The mist seemed to shrink and beckon, waiting for the emergence of the escapee from the stone fortress. And it was not disappointed; within seconds, a thin dark form could be seen flinging itself forward with strength and speed, bounding with a strange grace and iron purpose over the rocks. But it was not a man. It was a dog.

The dog ran for its life, leaping over the salt-stinking rocks and slipping in the sea-slime. Its hollow eyes blazed in its wolfish face, burning with intent and some deep, unspeakable anger. Already the dark forms of the prison guards were rising gloatingly from the castle, the gaping hole of darkness in their hoods turning, searching...

But the dog did not look back. Its limbs were cramped and painful after twelve long years of confinement to a ten-foot cell, and its breath came in hot, agonising gasps. The strength with which it forced its thin legs to cover the ground, to claw its way over rocks, to swim for short stretches through sudden deep and freezing pools of salt-water came from some untapped resource, some rekindled fire. The great rock on which Azkaban was built was over two miles wide, but the sea was suddenly within sight and the mournful sigh of the breaking waves within earshot.
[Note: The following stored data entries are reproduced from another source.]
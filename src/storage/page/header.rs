use byteorder::{ByteOrder, LittleEndian};
use crate::storage::page::layout::HEADER_SIZE;

#[derive(Debug, Clone, Copy, PartialEq, Eq)]
pub struct PageHeader {
    pub free_space_offset: u32,
    pub free_space_size: u32,
    pub record_count: u32,
}

impl PageHeader {
    /// Header of an empty page of `page_size` bytes
    pub fn new(page_size: usize) -> Self {
        Self {
            free_space_offset: HEADER_SIZE as u32,
            free_space_size: (page_size - HEADER_SIZE) as u32,
            record_count: 0,
        }
    }

    // Serialize header to bytes
    pub fn to_bytes(&self) -> [u8; HEADER_SIZE] {
        let mut bytes = [0u8; HEADER_SIZE];
        LittleEndian::write_u32(&mut bytes[0..4], self.free_space_offset);
        LittleEndian::write_u32(&mut bytes[4..8], self.free_space_size);
        LittleEndian::write_u32(&mut bytes[8..12], self.record_count);
        bytes
    }

    // Deserialize header from bytes
    pub fn from_bytes(bytes: &[u8]) -> Self {
        Self {
            free_space_offset: LittleEndian::read_u32(&bytes[0..4]),
            free_space_size: LittleEndian::read_u32(&bytes[4..8]),
            record_count: LittleEndian::read_u32(&bytes[8..12]),
        }
    }
}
With the first taste of sea-spray, the dog also tasted freedom. It no longer felt the pain in its over-worked limbs, no longer felt fear for those hooded figures which were now, it knew, gliding with terrible speed over the rocks behind him – it feared nothing, because it was too close now to feel anything but exultation. When a dark-cloaked guard rose up seemingly out of nowhere, less than ten yards away, it was with a derisive bark and shake of the fur that the dog lengthened its strides, evaded the Dementor, forced its lean body between the bars of the great iron gates, and plunged headfirst into the sea and the enveloping mist.

The guards turned their hooded faces towards the sound of the splash, but it was too late. Confused impressions of some half-human presence had swum past their senses, and aimlessly they struggled to pinpoint the ever-retreating intelligence – then the dog forced its way further through the battering waves, nose lifted desperately above the rolling water and front paws paddling furiously – and it was gone.
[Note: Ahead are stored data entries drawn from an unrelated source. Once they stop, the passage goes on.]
impl ResourceLockState {
    fn held_by(&self, txn_id: TxnId) -> Option<LockType> {
        self.owners
            .iter()
            .find(|r| r.txn_id == txn_id)
            .map(|r| r.lock_type)
    }

    fn compatible_with_others(&self, txn_id: TxnId, lock_type: LockType) -> bool {
        self.owners
            .iter()
            .filter(|r| r.txn_id != txn_id)
            .all(|r| r.lock_type.is_compatible(lock_type))
    }

    /// Add an owner, replacing the transaction's existing entry
    fn grant(&mut self, txn_id: TxnId, lock_type: LockType) {
        match self.owners.iter_mut().find(|r| r.txn_id == txn_id) {
            Some(owner) => owner.lock_type = lock_type,
            None => self.owners.push(Request::new(txn_id, lock_type)),
        }
    }

    /// Grant what a release allows: the queue is drained only once no owner
    /// is left; a lone S owner whose own X request heads the queue is
    /// upgraded. Anything else keeps waiting.
    fn after_release(&mut self) -> Vec<TxnId> {
        if self.owners.is_empty() {
            return self.promote_waiters();
        }

        let sole_shared = match self.owners.as_slice() {
            [owner] if owner.lock_type == LockType::S => owner.txn_id,
            _ => return Vec::new(),
        };
        let head_upgrades = self
            .wait_queue
            .front()
            .is_some_and(|q| q.txn.id() == sole_shared && q.lock_type == LockType::X);
        if !head_upgrades {
            return Vec::new();
        }

        let Some(request) = self.wait_queue.pop_front() else {
            return Vec::new();
        };
        self.owners.clear();
        self.owners.push(Request::new(sole_shared, LockType::X));
        request.txn.wake();
        vec![sole_shared]
    }

    /// Grant queued requests from the head while they stay compatible.
    /// An X grant ends the pass.
    fn promote_waiters(&mut self) -> Vec<TxnId> {
        let mut woken = Vec::new();
        while let Some(head) = self.wait_queue.front() {
            if !self.compatible_with_others(head.txn.id(), head.lock_type) {
                break;
            }
            let Some(request) = self.wait_queue.pop_front() else {
                break;
            };
            let txn_id = request.txn.id();
            self.grant(txn_id, request.lock_type);
            request.txn.wake();
            woken.push(txn_id);
            if request.lock_type == LockType::X {
                break;
            }
        }
        woken
    }

    fn involves(&self, txn_id: TxnId) -> bool {
        self.held_by(txn_id).is_some() || self.wait_queue.iter().any(|q| q.txn.id() == txn_id)
    }

    fn is_empty(&self) -> bool {
        self.owners.is_empty() && self.wait_queue.is_empty()
    }
}

/// Lock manager - grants, queues and releases locks on resources
pub struct LockManager {
    /// Lock state per resource; entries with no owners and no waiters are pruned
    lock_table: Mutex<HashMap<Resource, ResourceLockState>>,
}

impl Default for LockManager {
    fn default() -> Self {
        Self::new()
    }
}

impl LockManager {
    pub fn new() -> Self {
        Self {
            lock_table: Mutex::new(HashMap::new()),
        }
    }

    /// Request `lock_type` on `resource`.
    ///
    /// A compatible request is granted at once. Otherwise the transaction is
    /// put to sleep and the request is queued; the caller must not issue any
    /// other call for the transaction until it is woken.
    pub fn acquire(
        &self,
        txn: &Arc<Transaction>,
        resource: &Resource,
        lock_type: LockType,
    ) -> LockResult<LockOutcome> {
        let txn_id = txn.id();
        if txn.is_waiting() {
            return Err(LockError::TransactionBlocked(txn_id));
        }

        let mut table = self.lock_table.lock();
        let held = table.get(resource).and_then(|s| s.held_by(txn_id));

        if held == Some(lock_type) {
            return Err(LockError::AlreadyHeld {
                txn: txn_id,
                resource: resource.clone(),
                lock_type,
            });
        }

        if let Some(parent) = resource.parent() {
            if lock_type.is_intent() {
                return Err(LockError::IntentLockOnPage {
                    resource: resource.clone(),
                    lock_type,
                });
            }
            let parent_lock = table.get(&parent).and_then(|s| s.held_by(txn_id));
            let has_intent = match lock_type {
                LockType::S => matches!(parent_lock, Some(LockType::IS) | Some(LockType::IX)),
                _ => parent_lock == Some(LockType::IX),
            };
            if !has_intent {
                return Err(LockError::MissingIntentLock {
                    txn: txn_id,
                    resource: resource.clone(),
                    lock_type,
                });
            }
        }

        if let Some(held) = held {
            if held.covers(lock_type) {
                return Err(LockError::IllegalDowngrade {
                    txn: txn_id,
                    resource: resource.clone(),
                    held,
                    requested: lock_type,
                });
            }
            if !lock_type.covers(held) {
                return Err(LockError::UnsupportedConversion {
                    txn: txn_id,
                    resource: resource.clone(),
                    held,
                    requested: lock_type,
                });
            }
        }

        let state = table.entry(resource.clone()).or_default();

        if held == Some(LockType::S) && lock_type == LockType::X && state.owners.len() == 1 {
            state.grant(txn_id, LockType::X);
            debug!("txn {} upgraded S to X on {}", txn_id, resource);
            return Ok(LockOutcome::Upgraded);
        }

        if state.compatible_with_others(txn_id, lock_type) {
            state.grant(txn_id, lock_type);
            debug!("txn {} granted {} on {}", txn_id, lock_type, resource);
            Ok(LockOutcome::Granted)
        } else {
            txn.sleep();
            state.wait_queue.push_back(QueuedRequest {
                txn: Arc::clone(txn),
                lock_type,
            });
            debug!(
                "txn {} queued for {} on {} behind {} waiters",
                txn_id,
                lock_type,
                resource,
                state.wait_queue.len() - 1
            );
            Ok(LockOutcome::Queued)
        }
    }

    /// `acquire`, then park the calling thread until a queued request is granted
    pub fn acquire_blocking(
        &self,
        txn: &Arc<Transaction>,
        resource: &Resource,
        lock_type: LockType,
    ) -> LockResult<LockOutcome> {
        let outcome = self.acquire(txn, resource, lock_type)?;
        if outcome == LockOutcome::Queued {
            txn.wait_until_running();
        }
        Ok(outcome)
    }

    /// Release the transaction's lock on `resource`. Once the last owner is
    /// gone, queued requests are granted in FIFO order. Returns the ids of
    /// the transactions woken.
    pub fn release(&self, txn: &Transaction, resource: &Resource) -> LockResult<Vec<TxnId>> {
        let txn_id = txn.id();
        let mut table = self.lock_table.lock();

        let held = match table.get(resource) {
            Some(state) if !state.owners.is_empty() => state.held_by(txn_id),
            _ => return Err(LockError::NoOwners(resource.clone())),
        };
        if txn.is_waiting() {
            return Err(LockError::TransactionBlocked(txn_id));
        }
        if held.is_none() {
            return Err(LockError::NotHeld {
                txn: txn_id,
                resource: resource.clone(),
            });
        }

        if let Resource::Table(name) = resource {
            let outstanding = table.iter().any(|(r, state)| {
                matches!(r, Resource::Page { table, .. } if table == name)
                    && state.held_by(txn_id).is_some()
            });
            if outstanding {
                return Err(LockError::PageLocksOutstanding {
                    txn: txn_id,
                    table: name.clone(),
                });
            }
        }

        let Some(state) = table.get_mut(resource) else {
            return Err(LockError::NoOwners(resource.clone()));
        };
        state.owners.retain(|r| r.txn_id != txn_id);
        let woken = state.after_release();
        if state.is_empty() {
            table.remove(resource);
        }

        debug!("txn {} released {}", txn_id, resource);
        if !woken.is_empty() {
            trace!("release of {} woke {:?}", resource, woken);
        }
        Ok(woken)
    }

    /// Drop every lock and queued request of a finished transaction, pages
    /// before tables. Returns the ids of the transactions woken.
    pub fn release_all(&self, txn_id: TxnId) -> Vec<TxnId> {
        let mut table = self.lock_table.lock();

        let mut resources: Vec<Resource> = table
            .iter()
            .filter(|(_, state)| state.involves(txn_id))
            .map(|(resource, _)| resource.clone())
            .collect();
        resources.sort_by_key(|r| !r.is_page());

        let mut woken = Vec::new();
        for resource in resources {
            let Some(state) = table.get_mut(&resource) else {
                continue;
            };
            state.owners.retain(|r| r.txn_id != txn_id);
            state.wait_queue.retain(|q| q.txn.id() != txn_id);
            woken.extend(state.after_release());
            if state.is_empty() {
                table.remove(&resource);
            }
        }

        debug!("txn {} released all locks, woke {:?}", txn_id, woken);
        woken
    }

    /// True iff the transaction owns `lock_type` on `resource`; queued
    /// requests never count
    pub fn holds(&self, txn: &Transaction, resource: &Resource, lock_type: LockType) -> bool {
        self.lock_table
            .lock()
            .get(resource)
            .and_then(|s| s.held_by(txn.id()))
            == Some(lock_type)
    }

    /// Current owners of a resource
    pub fn owners(&self, resource: &Resource) -> Vec<Request> {
        self.lock_table
            .lock()
            .get(resource)
            .map(|s| s.owners.clone())
            .unwrap_or_default()
    }

    /// Pending requests of a resource, in queue order
    pub fn waiters(&self, resource: &Resource) -> Vec<Request> {
        self.lock_table
            .lock()
            .get(resource)
            .map(|s| {
                s.wait_queue
                    .iter()
                    .map(|q| Request::new(q.txn.id(), q.lock_type))
                    .collect()
            })
            .unwrap_or_default()
    }

    /// Every lock a transaction owns
    pub fn locks_held_by(&self, txn_id: TxnId) -> Vec<(Resource, LockType)> {
        let mut locks: Vec<(Resource, LockType)> = self
            .lock_table
            .lock()
            .iter()
            .filter_map(|(resource, s)| s.held_by(txn_id).map(|t| (resource.clone(), t)))
            .collect();
        locks.sort_by(|a, b| a.0.cmp(&b.0));
        locks
    }

    /// Number of resources with lock state
    pub fn tracked_resources(&self) -> usize {
        self.lock_table.lock().len()
    }
}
And while the exhausted animal fought its way furiously through the battling waves, choking on salt water and freezing half to death in the cold of the North Sea, and slowly by slowly escaping the utter cold and darkness that hung perpetually round the island, an urgent message was being relayed through the Ministry of Magic that, for the first time in history, one of the highest-security prisoners had successfully fled the wizarding fortress of Azkaban.